Aslında ''Disleksi'' Nedir?

  
   Konunun başlığından yola çıkarak öncelikle açıklamalarla başlayalım.
 Disleksi: Nörogelişimsel bozukluklar başlığında yer alan Özgül Öğrenme Güçlüğü tanısının alt tiplerinden biridir. Sözcük ve harflerle ilgili zorluk yaşamak anlamına gelir. Erkek çocuklarında kız çocuklarından daha fazla görülmektedir ve kalıtsal olabilir. Birbirine benzeyen harflerin karıştırılması en belirgin işaret olarak kabul edilir.

  Özgül Öğrenme Güçlüğü; olası bir beyinsel işlev bozukluğu veya duygusal/davranışsal hasara bağlı olarak, dil, konuşma, okuma, yazma, aritmetik ya da okul yaşantısı için gerekli olan diğer süreçlerin birinde ya da bir kaçında görülen bozukluk, gerileme ya da gelişimsel gecikme olarak tanımlanır ve öğrenme güçlüğünün zihinsel engel, duyusal yoksunluk, kültürel veya eğitsel faktörlerin bir sonucu olmadığı açıkça ifade edilir. (Kirk, 1962).  Geniş anlamıyla, beklenmedik ya da açıklanamayan okuma, yazma ya da hesaplamayı öğrenme sorunları,  daha kesin tanımıyla, bu etkileri yaratan bir nörolojik bozukluğu anlatan terim denebilir. Tanı koyulurken genellikle eleme yöntemi uygulanır, yani tanı alacak çocuğun diğer tüm olasılıkları elendikten sonra tanı konur.


     Özgül  Öğrenme güçlüğü olan çocuklarda;
  •  Ortalamanın altında akademik başarı performansı (okuma/yazma/matematik) 

  •  Bir ya da birden fazla alanda ortalamanın altında performans gösterirken, diğer alanlarda ortalama düzeyde ya da ortalamanın üzerinde performans gösterme
  • Zeka düzeyleri ortalama ya da ortalamanın üzerinde, görme ve işitme duyuları normal olan, yazılı ya da sözel sözcük veya sayı gibi belirli tipte bilgileri kavrama, işlemleme, hatırlama ya da ifade etmede problemlerin olması gibi belirleyici özellikler görülür. 
    Öğrenme güçlüğü kendi içerisinde çeşitliliği ve sınıflandırması olan bir bozukluk türüdür. Genel bir sınıflandırma yaparsak;
  • >>Nöropsikolojik ve gelişimsel öğrenme güçlükleri
  •   - Biyolojik ve genetik nedenler
  •   - Algısal - motor problemler
  •   - İşlemleme eksiklikleri
  •   - Bellek bozuklukları
  •  >>Akademik başarıya dayalı öğrenme bozuklukları
  •   - Dil ve okuma bozuklukları
  •   - Dyslexia/Disleksi ( Okuma bozuklukları)
  •   - Agraphia (Yazma bozuklukları)
  •   - Dyscalculia/Diskalkuli (Matematik bozukluğu) şeklinde bir çok alt sınıfı olan bir bozukluk türüdür.

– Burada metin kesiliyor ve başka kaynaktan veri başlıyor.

//! Related-skill suggestions.
//!
//! Suggestions come from a [`SuggestionProvider`]. The bundled
//! [`StaticSuggestionProvider`] answers from a fixed lookup table; a
//! similarity-based provider can replace it without touching callers.

use std::collections::HashMap;

use async_trait::async_trait;
use serde::{Deserialize, Serialize};

use crate::error::Result;
use crate::validation::normalize_name;

/// A skill suggested alongside another skill.
#[derive(Debug, Clone, PartialEq, Eq, Serialize, Deserialize)]
pub struct SkillSuggestion {
    pub name: String,
    /// Provider that produced the suggestion.
    pub source: String,
}

/// Source of related-skill suggestions.
#[async_trait]
pub trait SuggestionProvider: Send + Sync {
    /// Provider name, recorded on each suggestion.
    fn name(&self) -> &str;

    /// Up to `limit` suggestions for the given skill name.
    async fn suggest(&self, skill_name: &str, limit: usize) -> Result<Vec<SkillSuggestion>>;
}

/// Lookup-table provider keyed by case-insensitive skill name.
#[derive(Debug, Clone)]
pub struct StaticSuggestionProvider {
    table: HashMap<String, Vec<String>>,
}

impl StaticSuggestionProvider {
    /// Provider with a caller-supplied table.
    pub fn new<I, K, V>(entries: I) -> Self
    where
        I: IntoIterator<Item = (K, Vec<V>)>,
        K: AsRef<str>,
        V: Into<String>,
    {
        let table = entries
            .into_iter()
            .map(|(k, v)| {
                (
                    normalize_name(k.as_ref()),
                    v.into_iter().map(Into::into).collect(),
                )
            })
            .collect();
        Self { table }
    }

    pub fn len(&self) -> usize {
        self.table.len()
    }

    pub fn is_empty(&self) -> bool {
        self.table.is_empty()
    }
}

impl Default for StaticSuggestionProvider {
    fn default() -> Self {
        Self::new([
            (
                "Python",
                vec!["NumPy", "Pandas", "Scikit-learn", "Data Visualization", "SQL"],
            ),
            (
                "Python for ML",
                vec!["TensorFlow", "PyTorch", "Scikit-learn", "Feature Engineering"],
            ),
            (
                "Machine Learning",
                vec!["Deep Learning", "Statistics", "Model Evaluation", "MLOps"],
            ),
            (
                "JavaScript",
                vec!["TypeScript", "React", "Node.js", "HTML & CSS"],
            ),
            (
                "SQL",
                vec!["Data Modeling", "Query Optimization", "ETL", "Data Warehousing"],
            ),
            (
                "Project Management",
                vec!["Agile", "Risk Management", "Stakeholder Management", "Budgeting"],
            ),
            (
                "Communication",
                vec!["Presentation", "Technical Writing", "Active Listening"],
            ),
            (
                "Cloud Computing",
                vec!["AWS", "Azure", "Kubernetes", "Infrastructure as Code"],
            ),
        ])
    }
}

#[async_trait]
impl SuggestionProvider for StaticSuggestionProvider {
    fn name(&self) -> &str {
        "static"
    }

    async fn suggest(&self, skill_name: &str, limit: usize) -> Result<Vec<SkillSuggestion>> {
        let suggestions = self
            .table
            .get(&normalize_name(skill_name))
            .map(|names| {
                names
                    .iter()
                    .take(limit)
                    .map(|n| SkillSuggestion {
                        name: n.clone(),
                        source: self.name().to_string(),
                    })
                    .collect()
            })
            .unwrap_or_default();
        Ok(suggestions)
    }
}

     Dyslexia/Disleksi olan çocukların genel özellikleri ise şöyledir;
      -Konuşma ya da okumada söz dizimine ilişkin hatalar yaparlar.
      -Okuma sırasında ''b'' ve ''p'' gibi yazılışları birbirine benzeyen harfleri karıştırırlar.
      -Okurken bağlaçları ve kısa sözcükleri atlarlar.
      -Sözcüklere hece ekler veya tersine çevirerek okurlar.
      -Kelimeler arasında duraklar veya üst üste tekrar okurlar.
      -Yavaş ya da çok hızlı, vurgusuz okuma, kelimeleri hatalı okuma şeklinde okuma bozuklukları gözükür.

     Her gün gazetede, dergide veya herhangi başka bir yazılı/sözlü kitle iletişim araçlarında konuyla ilgili bir çok yanlış bilgiler paylaşılıyor ve aileler bunları okuyor, malesef yanlış bilgi sahibi oluyorlar. Bu bilgi kirliliği ise zaten yeterince kaygılı ve karışık durumda olan aileleri olumsuzluklara daha çok sürüklüyor ve beklentilerini gerçeklikten uzaklaştırıyor. Bütün bu zincirlemeden ise en çok çocuklar etkileniyorlar. Bu nedenle, yazının bundan sonraki kısmı yanlış bilinenleri düzeltmek şeklinde devam edecek. 

    Yanlış bilgi-1- ''Her öğrenme güçlüğü olan çocuk, disleksidir.''

    Doğrusu: Her öğrenme güçlüğü tanısı almış çocuklar ya da bireyler ''disleksi'' değildir. Öğrenme güçlüğünün yukarıda da görüldüğü üzere bir çok alt tipi vardır ve disleksi sadece bu tiplerden birisidir.  

    Yanlış bilgi-2- ''Her öğrenme güçlüğü olan çocuk, üstün zekalı/üstün yeteneklidir.''

    Doğrusu: Her öğrenme güçlüğü olan birey üstün zekalı/üstün yetenekli değildir. Öğrenme güçlüğü olan bireyler zihinsel engel problemi olmayan bireylerdir. Kalıtımsal ve çevresel faktör etkisine bağlı olarak, diğer normal gelişim gösteren çocuklarda olduğu gibi, normal ya da yüksek IQ puanına sahip olabilirler. 

    Yanlış bilgi-3- ''Tüm öğrenme güçlüğü olan çocuklar, aynıdır.''

    Doğrusu: Bu tanıyı almış bazı çocuklar benzer özellikler taşıyabilirler fakat bir çoğu, öğrenme ve davranış biçimleri bakımından kendi içlerinde farklılık göstermektedirler. Örneğin; bir çocuk sadece yazma ve okuma bozuklukları gösterirken, bazıları sadece matematik bozuklukları yaşayabilir ya da bir kısmı matematik ve okuma alanlarının her ikisinde birden problem yaşarken, bazı çocuklar matematik ve okuma alanında hiçbir güçlükle karşılaşmayabilir. 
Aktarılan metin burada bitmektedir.